Corso di inglese per i docenti di UniCamillus: il prof. Rotatori spiega l’importanza della fonetica

Il Centro Linguistico di Ateneo (CLA) di UniCamillus promuove l’insegnamento e l’apprendimento dell’inglese. L’Università Medica Internazionale di Roma punta così a incentivare lo studio in autonomia della lingua, sia tra gli studenti, sia tra i docenti. Proprio per questo motivo infatti il professor Alessandro Rotatori tra ottobre e novembre 2023 terrà un corso di Pronuncia dell’Inglese Medico, specificamente dedicato ai docenti universitari.

Professore, quale scopo si prefigge il suo corso, che è di fatto il primo in Italia di questo tipo?

«Il corso è rivolto a tutti i docenti dell’Ateneo. Lo scopo è quello di migliorare la pronuncia dell’inglese, in particolare delle terminologie mediche. Nelle lezioni viene approfondito ogni aspetto che riguarda la fonetica del medical English: non solo i singoli termini medici e come si pronunciano, ma anche stralci di frasi e testi, tratti dalla realtà. Questo serve per migliorare sia il modo di parlare in inglese, in generale, sia per interfacciarsi meglio con gli studenti durante le attività accademiche in inglese, in particolare con i non nativi anglofoni».

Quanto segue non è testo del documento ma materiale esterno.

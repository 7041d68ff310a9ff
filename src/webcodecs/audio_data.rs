//! AudioData - WebCodecs API implementation
//!
//! Represents uncompressed audio data that can be encoded or played.
//! See: https://developer.mozilla.org/en-US/docs/Web/API/AudioData

use std::str::FromStr;
use std::sync::{Mutex, PoisonError};

use crate::codec::{Frame, Resampler};

use super::error::{invalid_state_error, type_error, Error, Result};

/// Audio sample format (WebCodecs spec)
#[derive(Debug, Clone, Copy, PartialEq, Eq, Hash)]
pub enum AudioSampleFormat {
  /// Unsigned 8-bit integer samples, interleaved
  U8,
  /// Signed 16-bit integer samples, interleaved
  S16,
  /// Signed 32-bit integer samples, interleaved
  S32,
  /// 32-bit float samples, interleaved
  F32,
  /// Unsigned 8-bit integer samples, planar
  U8Planar,
  /// Signed 16-bit integer samples, planar
  S16Planar,
  /// Signed 32-bit integer samples, planar
  S32Planar,
  /// 32-bit float samples, planar
  F32Planar,
}

impl AudioSampleFormat {
  pub fn as_str(&self) -> &'static str {
    match self {
      AudioSampleFormat::U8 => "u8",
      AudioSampleFormat::S16 => "s16",
      AudioSampleFormat::S32 => "s32",
      AudioSampleFormat::F32 => "f32",
      AudioSampleFormat::U8Planar => "u8-planar",
      AudioSampleFormat::S16Planar => "s16-planar",
      AudioSampleFormat::S32Planar => "s32-planar",
      AudioSampleFormat::F32Planar => "f32-planar",
    }
  }

  /// Get bytes per sample
  pub fn bytes_per_sample(&self) -> usize {
    match self {
      AudioSampleFormat::U8 | AudioSampleFormat::U8Planar => 1,
      AudioSampleFormat::S16 | AudioSampleFormat::S16Planar => 2,
      AudioSampleFormat::S32
      | AudioSampleFormat::S32Planar
      | AudioSampleFormat::F32
      | AudioSampleFormat::F32Planar => 4,
    }
  }

  /// Check if this is a planar format
  pub fn is_planar(&self) -> bool {
    matches!(
      self,
      AudioSampleFormat::U8Planar
        | AudioSampleFormat::S16Planar
        | AudioSampleFormat::S32Planar
        | AudioSampleFormat::F32Planar
    )
  }

  pub fn is_float(&self) -> bool {
    matches!(self, AudioSampleFormat::F32 | AudioSampleFormat::F32Planar)
  }

  /// Interleaved format with the same sample type
  pub fn sample_type(&self) -> AudioSampleFormat {
    match self {
      AudioSampleFormat::U8Planar => AudioSampleFormat::U8,
      AudioSampleFormat::S16Planar => AudioSampleFormat::S16,
      AudioSampleFormat::S32Planar => AudioSampleFormat::S32,
      AudioSampleFormat::F32Planar => AudioSampleFormat::F32,
      other => *other,
    }
  }

  /// Byte value that fills a buffer with silence
  pub fn silence_byte(&self) -> u8 {
    if self.sample_type() == AudioSampleFormat::U8 {
      0x80
    } else {
      0
    }
  }
}

impl std::fmt::Display for AudioSampleFormat {
  fn fmt(&self, f: &mut std::fmt::Formatter<'_>) -> std::fmt::Result {
    f.write_str(self.as_str())
  }
}

impl FromStr for AudioSampleFormat {
  type Err = Error;

  fn from_str(s: &str) -> Result<Self> {
    match s {
      "u8" => Ok(AudioSampleFormat::U8),
      "s16" => Ok(AudioSampleFormat::S16),
      "s32" => Ok(AudioSampleFormat::S32),
      "f32" => Ok(AudioSampleFormat::F32),
      "u8-planar" => Ok(AudioSampleFormat::U8Planar),
      "s16-planar" => Ok(AudioSampleFormat::S16Planar),
      "s32-planar" => Ok(AudioSampleFormat::S32Planar),
      "f32-planar" => Ok(AudioSampleFormat::F32Planar),
      other => Err(type_error(&format!("Invalid AudioSampleFormat: {}", other))),
    }
  }
}

// ============================================================================
// Buffer views
// ============================================================================

/// A primitive sample type with a matching interleaved WebCodecs format
pub trait Sample: Copy {
  const FORMAT: AudioSampleFormat;
  const SIZE: usize;

  fn write_le(self, out: &mut Vec<u8>);
  fn read_le(bytes: &[u8]) -> Self;
}

macro_rules! impl_sample {
  ($ty:ty, $format:expr) => {
    impl Sample for $ty {
      const FORMAT: AudioSampleFormat = $format;
      const SIZE: usize = std::mem::size_of::<$ty>();

      fn write_le(self, out: &mut Vec<u8>) {
        out.extend_from_slice(&self.to_le_bytes());
      }

      fn read_le(bytes: &[u8]) -> Self {
        let mut raw = [0u8; std::mem::size_of::<$ty>()];
        raw.copy_from_slice(&bytes[..Self::SIZE]);
        <$ty>::from_le_bytes(raw)
      }
    }
  };
}

impl_sample!(u8, AudioSampleFormat::U8);
impl_sample!(i16, AudioSampleFormat::S16);
impl_sample!(i32, AudioSampleFormat::S32);
impl_sample!(f32, AudioSampleFormat::F32);

/// Serialize typed samples into a little-endian payload
pub fn samples_to_bytes<S: Sample>(samples: &[S]) -> Vec<u8> {
  let mut out = Vec::with_capacity(samples.len() * S::SIZE);
  for &s in samples {
    s.write_le(&mut out);
  }
  out
}

/// Read a little-endian payload back as typed samples; trailing bytes are ignored
pub fn bytes_to_samples<S: Sample>(bytes: &[u8]) -> Vec<S> {
  bytes.chunks_exact(S::SIZE).map(S::read_le).collect()
}

// ============================================================================
// AudioData
// ============================================================================

/// Options for creating an AudioData
#[derive(Debug, Clone, Default)]
pub struct AudioDataInit {
  /// Sample format
  pub format: Option<AudioSampleFormat>,
  /// Sample rate in Hz
  pub sample_rate: Option<u32>,
  /// Number of frames (samples per channel)
  pub number_of_frames: Option<u32>,
  /// Number of channels
  pub number_of_channels: Option<u32>,
  /// Timestamp in microseconds
  pub timestamp: Option<i64>,
  /// Sample payload; planar formats store planes back to back
  pub data: Option<Vec<u8>>,
}

/// Options for copyTo / allocationSize
#[derive(Debug, Clone, Default)]
pub struct AudioDataCopyToOptions {
  /// The index of the audio plane to copy
  pub plane_index: u32,
  /// The offset in frames to start copying from
  pub frame_offset: Option<u32>,
  /// The number of frames to copy (defaults to all remaining)
  pub frame_count: Option<u32>,
  /// Target format for conversion
  pub format: Option<AudioSampleFormat>,
}

/// Internal state for AudioData
struct AudioDataInner {
  frame: Frame,
  format: AudioSampleFormat,
  timestamp_us: i64,
}

/// Resolved copy region
struct CopyPlan {
  format: AudioSampleFormat,
  plane_index: usize,
  frame_offset: usize,
  frame_count: usize,
  byte_len: usize,
}

/// AudioData - represents uncompressed audio data
///
/// `close()` releases the samples; afterwards every accessor reads as zero
/// and `copy_to`, `allocation_size` and `try_clone` fail with InvalidStateError.
pub struct AudioData {
  inner: Mutex<Option<AudioDataInner>>,
}

impl AudioData {
  /// Create a new AudioData from raw sample data
  pub fn new(init: AudioDataInit) -> Result<Self> {
    let format = init
      .format
      .ok_or_else(|| type_error("format is required"))?;
    let sample_rate = init
      .sample_rate
      .ok_or_else(|| type_error("sampleRate is required"))?;
    let number_of_frames = init
      .number_of_frames
      .ok_or_else(|| type_error("numberOfFrames is required"))?;
    let number_of_channels = init
      .number_of_channels
      .ok_or_else(|| type_error("numberOfChannels is required"))?;
    let timestamp = init
      .timestamp
      .ok_or_else(|| type_error("timestamp is required"))?;
    let data = init.data.ok_or_else(|| type_error("data is required"))?;

    if sample_rate == 0 {
      return Err(type_error("sampleRate must be greater than 0"));
    }
    if number_of_frames == 0 {
      return Err(type_error("numberOfFrames must be greater than 0"));
    }
    if number_of_channels == 0 {
      return Err(type_error("numberOfChannels must be greater than 0"));
    }

    let needed = number_of_frames as usize * number_of_channels as usize * format.bytes_per_sample();
    if data.len() < needed {
      return Err(type_error(&format!(
        "data is too small: need {} bytes, got {}",
        needed,
        data.len()
      )));
    }

    let mut frame = Frame::from_audio_data(
      number_of_frames,
      number_of_channels,
      sample_rate,
      format,
      &data,
    )
    .map_err(|e| type_error(&e.to_string()))?;
    frame.set_pts(timestamp);

    Ok(Self::wrap(AudioDataInner {
      frame,
      format,
      timestamp_us: timestamp,
    }))
  }

  /// Wrap decoder output
  pub(crate) fn from_frame(frame: Frame) -> Result<Self> {
    let format = frame
      .sample_format()
      .ok_or_else(|| invalid_state_error("Decoder produced a non-audio frame"))?;
    Ok(Self::wrap(AudioDataInner {
      timestamp_us: frame.pts(),
      frame,
      format,
    }))
  }

  fn wrap(inner: AudioDataInner) -> Self {
    Self {
      inner: Mutex::new(Some(inner)),
    }
  }

  fn read<R>(&self, f: impl FnOnce(&AudioDataInner) -> R) -> Option<R> {
    let inner = self.inner.lock().unwrap_or_else(PoisonError::into_inner);
    inner.as_ref().map(f)
  }

  fn open<R>(&self, f: impl FnOnce(&AudioDataInner) -> Result<R>) -> Result<R> {
    let inner = self.inner.lock()?;
    match inner.as_ref() {
      Some(i) => f(i),
      None => Err(invalid_state_error("AudioData is closed")),
    }
  }

  // ========================================================================
  // Properties (WebCodecs spec)
  // ========================================================================

  /// Sample format, `None` once closed
  pub fn format(&self) -> Option<AudioSampleFormat> {
    self.read(|i| i.format)
  }

  pub fn sample_rate(&self) -> u32 {
    self.read(|i| i.frame.sample_rate()).unwrap_or(0)
  }

  pub fn number_of_frames(&self) -> u32 {
    self.read(|i| i.frame.nb_samples()).unwrap_or(0)
  }

  pub fn number_of_channels(&self) -> u32 {
    self.read(|i| i.frame.channels()).unwrap_or(0)
  }

  /// Timestamp in microseconds
  pub fn timestamp(&self) -> i64 {
    self.read(|i| i.timestamp_us).unwrap_or(0)
  }

  /// Duration in microseconds
  pub fn duration(&self) -> u64 {
    self
      .read(|i| i.frame.nb_samples() as u64 * 1_000_000 / i.frame.sample_rate() as u64)
      .unwrap_or(0)
  }

  pub fn is_closed(&self) -> bool {
    self.read(|_| ()).is_none()
  }

  // ========================================================================
  // Methods (WebCodecs spec)
  // ========================================================================

  fn plan(inner: &AudioDataInner, options: &AudioDataCopyToOptions) -> Result<CopyPlan> {
    let format = options.format.unwrap_or(inner.format);
    let frames = inner.frame.nb_samples() as usize;
    let channels = inner.frame.channels() as usize;
    let plane_index = options.plane_index as usize;

    let plane_count = if format.is_planar() { channels } else { 1 };
    if plane_index >= plane_count {
      return Err(type_error(&format!(
        "planeIndex {} out of range for {} planes",
        plane_index, plane_count
      )));
    }

    let frame_offset = options.frame_offset.unwrap_or(0) as usize;
    if frame_offset >= frames {
      return Err(type_error(&format!(
        "frameOffset {} out of range for {} frames",
        frame_offset, frames
      )));
    }
    let remaining = frames - frame_offset;
    let frame_count = options.frame_count.map_or(remaining, |c| c as usize);
    if frame_count > remaining {
      return Err(type_error(&format!(
        "frameCount {} exceeds the {} frames available",
        frame_count, remaining
      )));
    }

    let samples_per_frame = if format.is_planar() { 1 } else { channels };
    Ok(CopyPlan {
      format,
      plane_index,
      frame_offset,
      frame_count,
      byte_len: frame_count * samples_per_frame * format.bytes_per_sample(),
    })
  }

  /// Bytes `copy_to` writes for these options
  pub fn allocation_size(&self, options: &AudioDataCopyToOptions) -> Result<usize> {
    self.open(|inner| Ok(Self::plan(inner, options)?.byte_len))
  }

  /// Copy one plane into `destination`, converting the sample format if asked
  pub fn copy_to(&self, destination: &mut [u8], options: &AudioDataCopyToOptions) -> Result<()> {
    self.open(|inner| {
      let plan = Self::plan(inner, options)?;
      if destination.len() < plan.byte_len {
        return Err(type_error(&format!(
          "destination is too small: need {} bytes, got {}",
          plan.byte_len,
          destination.len()
        )));
      }

      let converted;
      let source = if plan.format == inner.format {
        &inner.frame
      } else {
        let mut converter = Resampler::new_format_converter(
          inner.frame.channels(),
          inner.frame.sample_rate(),
          inner.format,
          plan.format,
        )?;
        converted = converter.convert_alloc(&inner.frame)?;
        &converted
      };

      let bps = plan.format.bytes_per_sample();
      let stride = if plan.format.is_planar() {
        bps
      } else {
        bps * source.channels() as usize
      };
      let plane = source
        .audio_channel_data(plan.plane_index)
        .ok_or_else(|| type_error("planeIndex out of range"))?;
      let start = plan.frame_offset * stride;
      destination[..plan.byte_len].copy_from_slice(&plane[start..start + plan.byte_len]);
      Ok(())
    })
  }

  /// Deep copy (WebCodecs `clone()`)
  pub fn try_clone(&self) -> Result<AudioData> {
    self.open(|inner| {
      Ok(Self::wrap(AudioDataInner {
        frame: inner.frame.clone(),
        format: inner.format,
        timestamp_us: inner.timestamp_us,
      }))
    })
  }

  /// Release the samples; idempotent
  pub fn close(&self) {
    let mut inner = self.inner.lock().unwrap_or_else(PoisonError::into_inner);
    *inner = None;
  }

  // ========================================================================
  // Internal methods for codec integration
  // ========================================================================

  /// Copy of the samples for the encoder queue
  pub(crate) fn frame_snapshot(&self) -> Result<Frame> {
    let inner = self.inner.lock()?;
    match inner.as_ref() {
      Some(i) => {
        let mut frame = i.frame.clone();
        frame.set_pts(i.timestamp_us);
        Ok(frame)
      }
      None => Err(type_error("AudioData is closed")),
    }
  }
}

Questo si inserisce nel contesto internazionale di UniCamillus, che ha nella multiculturalità una delle sue caratteristiche fondanti. Quali sono quindi le principali difficoltà riscontrate dai docenti nell’interloquire con persone non madrelingua o comunque anglofone, ma non provenienti da Stati Uniti o Gran Bretagna?

«Avere una base di fonetica inglese, britannico o americano, serve per poi riuscire a capire gli altri modelli, meno conosciuti o codificati. Molto spesso invece, purtroppo, la fonetica non viene approfondita a dovere, neanche a livello universitario. Uno degli aspetti che spesso i docenti riscontrano è, per esempio, il problema di comunicare con chi parla inglese con accento indiano. Eppure la varietà dell’inglese-indiano è una varietà standard, come l’americano o il britannico, ma non tutti sono portati a capirlo a causa dei suoni diversi rispetto a quello che si è più abituati a sentire. Instradare allora il docente intanto verso l’apprendimento e l’approfondimento dell’inglese britannico o americano, può portare anche a migliorare la comprensione, in una conversazione con uno studente indiano o di Singapore (un’altra varietà di inglese che si ritrova ormai molto spesso anche nei testi, ndr). Differenze e somiglianze si possono infatti cogliere meglio partendo sempre da un modello di base, di riferimento. Quindi in futuro, man mano che ci si abitua, si riuscirà a riconoscere quello che uno studente stranierò starà dicendo.»

Nella sua esperienza, dal punto di vista dell’apprendimento, oltre alle lezioni frontali, in che altro modo le persone possono esercitarsi e migliorare?

«Purtroppo la parte di fonetica troppo spesso viene tralasciata e quindi lo studente quasi sempre non sa neanche cosa potrebbe fare da solo, per esercitarsi. In realtà però ormai siamo circondati dall’inglese, quindi qualsiasi attività ne richieda l’impiego può andare bene. Io ai docenti-studenti del mio corso dico sempre di provare a ricercare nella vita reale tutti quegli aspetti di fonetica che studiamo a lezione. Per esempio, vedere 5 minuti di BBC e analizzare brevi segmenti di discorso può essere utile per riuscire a capire le diverse sfumature di quello che effettivamente il madrelingua ha detto. Bisogna incuriosirsi costantemente affinché si possano notare cose che magari durante il corso possono sfuggire».